#### ACTIVITY
Using the data below, return every line that holds the word "email".

------ EXTRACTED DATA ------

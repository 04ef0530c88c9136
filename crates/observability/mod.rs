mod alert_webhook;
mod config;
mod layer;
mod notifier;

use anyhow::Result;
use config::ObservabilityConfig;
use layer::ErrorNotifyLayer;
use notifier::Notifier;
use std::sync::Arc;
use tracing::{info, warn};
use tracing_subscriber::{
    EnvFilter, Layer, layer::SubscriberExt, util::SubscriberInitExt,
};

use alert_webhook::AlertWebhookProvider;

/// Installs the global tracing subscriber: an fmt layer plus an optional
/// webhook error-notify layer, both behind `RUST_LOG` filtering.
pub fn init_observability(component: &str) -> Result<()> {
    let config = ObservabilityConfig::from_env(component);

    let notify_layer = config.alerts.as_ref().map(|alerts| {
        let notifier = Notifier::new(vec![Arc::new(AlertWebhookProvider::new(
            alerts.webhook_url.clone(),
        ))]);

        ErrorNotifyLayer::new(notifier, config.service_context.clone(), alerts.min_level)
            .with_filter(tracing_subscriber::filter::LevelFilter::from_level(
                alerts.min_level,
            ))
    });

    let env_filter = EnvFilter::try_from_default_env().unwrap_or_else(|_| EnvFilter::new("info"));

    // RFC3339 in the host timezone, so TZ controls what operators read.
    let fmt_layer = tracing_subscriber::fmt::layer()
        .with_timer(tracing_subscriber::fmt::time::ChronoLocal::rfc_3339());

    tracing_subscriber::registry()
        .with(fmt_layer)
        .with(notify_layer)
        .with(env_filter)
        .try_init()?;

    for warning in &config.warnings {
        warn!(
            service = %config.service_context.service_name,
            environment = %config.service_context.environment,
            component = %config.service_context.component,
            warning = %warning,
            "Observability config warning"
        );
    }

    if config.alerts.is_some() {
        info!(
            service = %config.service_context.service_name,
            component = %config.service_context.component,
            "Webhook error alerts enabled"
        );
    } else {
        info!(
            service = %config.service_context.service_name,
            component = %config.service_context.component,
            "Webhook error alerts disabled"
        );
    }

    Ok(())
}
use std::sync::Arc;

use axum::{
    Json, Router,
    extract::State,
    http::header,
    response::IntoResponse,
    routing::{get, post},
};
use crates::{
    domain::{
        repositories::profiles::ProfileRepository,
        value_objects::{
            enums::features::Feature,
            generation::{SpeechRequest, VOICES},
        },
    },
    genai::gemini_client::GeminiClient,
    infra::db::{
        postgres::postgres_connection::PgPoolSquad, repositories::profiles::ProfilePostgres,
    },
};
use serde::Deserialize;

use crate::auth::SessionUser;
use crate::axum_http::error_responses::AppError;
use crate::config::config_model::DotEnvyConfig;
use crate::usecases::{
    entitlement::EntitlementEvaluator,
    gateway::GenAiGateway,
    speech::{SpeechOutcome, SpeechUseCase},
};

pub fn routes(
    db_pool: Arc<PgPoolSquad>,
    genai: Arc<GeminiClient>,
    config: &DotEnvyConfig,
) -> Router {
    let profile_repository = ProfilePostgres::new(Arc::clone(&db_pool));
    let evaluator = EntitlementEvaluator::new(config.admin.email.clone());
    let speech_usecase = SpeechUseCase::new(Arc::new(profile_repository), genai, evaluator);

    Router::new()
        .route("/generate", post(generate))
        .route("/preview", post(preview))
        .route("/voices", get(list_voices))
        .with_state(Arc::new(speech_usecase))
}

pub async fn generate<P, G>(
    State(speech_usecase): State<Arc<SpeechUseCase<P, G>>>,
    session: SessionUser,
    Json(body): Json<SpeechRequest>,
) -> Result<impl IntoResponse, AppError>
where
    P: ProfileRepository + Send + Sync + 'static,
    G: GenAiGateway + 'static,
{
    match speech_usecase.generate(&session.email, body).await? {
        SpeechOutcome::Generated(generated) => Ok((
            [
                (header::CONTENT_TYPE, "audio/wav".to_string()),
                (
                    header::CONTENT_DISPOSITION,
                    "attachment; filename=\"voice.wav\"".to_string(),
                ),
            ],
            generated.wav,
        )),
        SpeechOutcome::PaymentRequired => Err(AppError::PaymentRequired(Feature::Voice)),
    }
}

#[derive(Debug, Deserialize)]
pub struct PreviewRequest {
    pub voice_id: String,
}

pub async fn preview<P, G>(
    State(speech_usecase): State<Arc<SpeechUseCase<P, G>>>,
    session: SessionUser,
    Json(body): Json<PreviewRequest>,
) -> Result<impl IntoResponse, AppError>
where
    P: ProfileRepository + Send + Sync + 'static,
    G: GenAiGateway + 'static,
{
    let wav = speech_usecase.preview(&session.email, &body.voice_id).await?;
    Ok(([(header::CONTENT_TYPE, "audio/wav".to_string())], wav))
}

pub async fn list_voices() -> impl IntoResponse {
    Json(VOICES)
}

------

#### SOLUTION
    let evaluator = EntitlementEvaluator::new(config.admin.email.clone());
    match speech_usecase.generate(&session.email, body).await? {
    let wav = speech_usecase.preview(&session.email, &body.voice_id).await?;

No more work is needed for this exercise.